The problem
I'm writing a GCP cloud function that takes an input id from a pubsub message, process, and output the table to BigQuery.
The code is as followed:
from __future__ import absolute_import
import base64
import apache_beam as beam
from apache_beam.options.pipeline_options import PipelineOptions
from scrapinghub import ScrapinghubClient
import os
def processing_data_function():
# do stuff and return desired data
def create_data_from_id():
# take scrapinghub's job id and extract the data through api
def run(event, context):
"""Triggered from a message on a Cloud Pub/Sub topic.
Args:
event (dict): Event payload.
context (google.cloud.functions.Context): Metadata for the event.
"""
# Take pubsub message and also Scrapinghub job's input id
pubsub_message = base64.b64decode(event['data']).decode('utf-8')
agrv = ['--project=project-name',
'--region=us-central1',
'--runner=DataflowRunner',
'--temp_location=gs://temp/location/',
'--staging_location=gs://staging/location/']
p = beam.Pipeline(options=PipelineOptions(agrv))
(p
| 'Read from Scrapinghub' >> beam.Create(create_data_from_id(pubsub_message))

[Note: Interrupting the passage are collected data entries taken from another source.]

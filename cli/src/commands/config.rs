//! Command: print a reference `dot.json`.
use anyhow::Result;
use serde_json::{Value, json};
use std::io::Write;

/// A documented sample category configuration.
///
/// Every key is valid input: option documentation lives under the
/// pass-through `reference` key and each `dirconf` entry carries a
/// `comment`.
#[must_use]
pub fn reference() -> Value {
    json!({
        "reference": {
            "copy-mode": {
                "id": "the topic directory itself ends up in the root.",
                "root": "the contents of the topic directory end up in the root.",
            },
            "dir-mode": {
                "copy": "the entity is copied.",
                "link": "the entity is linked as is.",
                "rlink": "the entity is linked recursively, each file gets its own link.",
                "touch": "the entity is copied only if the destination does not exist.",
            },
            "dot-mode": {
                "no_dot": "names are kept as they are.",
                "top_level": "a dot is prepended to the topmost level only.",
            },
        },
        "copy-mode": "root",
        "dir-mode": "rlink",
        "dot-mode": "no_dot",
        "dirconf": {
            "dirname0": {
                "comment": "by default the contents are linked recursively, without a dot",
            },
            "dirname1": {
                "comment": "the directory is linked as a whole, with a dot prepended",
                "copy-mode": "id",
                "dir-mode": "link",
                "dot-mode": "top_level",
            },
            "dirname2": {
                "comment": "the directory is copied, without a dot prepended",
                "copy-mode": "id",
                "dir-mode": "copy",
            },
            "dirname3": {
                "comment": "files are created once and then left alone",
                "dir-mode": "touch",
            },
        },
        "ignore": [".DS_Store", "__pycache__/*", "*.swp"],
    })
}

/// Print the reference configuration as pretty JSON.
///
/// # Errors
///
/// Returns an error if `out` cannot be written.
pub fn run(out: &mut impl Write) -> Result<()> {
    serde_json::to_writer_pretty(&mut *out, &reference())?;
    writeln!(out)?;
    Ok(())
}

| 'Trim b string' >> beam.FlatMap(processing_data_function)
| 'Write Projects to BigQuery' >> beam.io.WriteToBigQuery(
'table_name',
schema=schema,
# Creates the table in BigQuery if it does not yet exist.
create_disposition=beam.io.BigQueryDisposition.CREATE_IF_NEEDED,
write_disposition=beam.io.BigQueryDisposition.WRITE_APPEND)
)
p.run()
if __name__ == '__main__':
run()
Note that 2 functions create_data_from_id
and processing_data_function
process data from Scrapinghub (a scraping site for scrapy) and they're quite lengthy so I don't want to include them here. They have nothing to do with the error as well since this code works if I run it from the cloud shell and pass arguments using argparse.ArgumentParser()
instead.
Regarding the error I have, while there was no problem deploying the code and the pubsub message could trigger the function successfully, the data flow job failed and reported this error:
"Error message from worker: Traceback (most recent call last):
File "/usr/local/lib/python3.7/site-packages/apache_beam/internal/pickler.py", line 279, in loads
return dill.loads(s)
File "/usr/local/lib/python3.7/site-packages/dill/_dill.py", line 275, in loads
return load(file, ignore, **kwds)
File "/usr/local/lib/python3.7/site-packages/dill/_dill.py", line 270, in load
return Unpickler(file, ignore=ignore, **kwds).load()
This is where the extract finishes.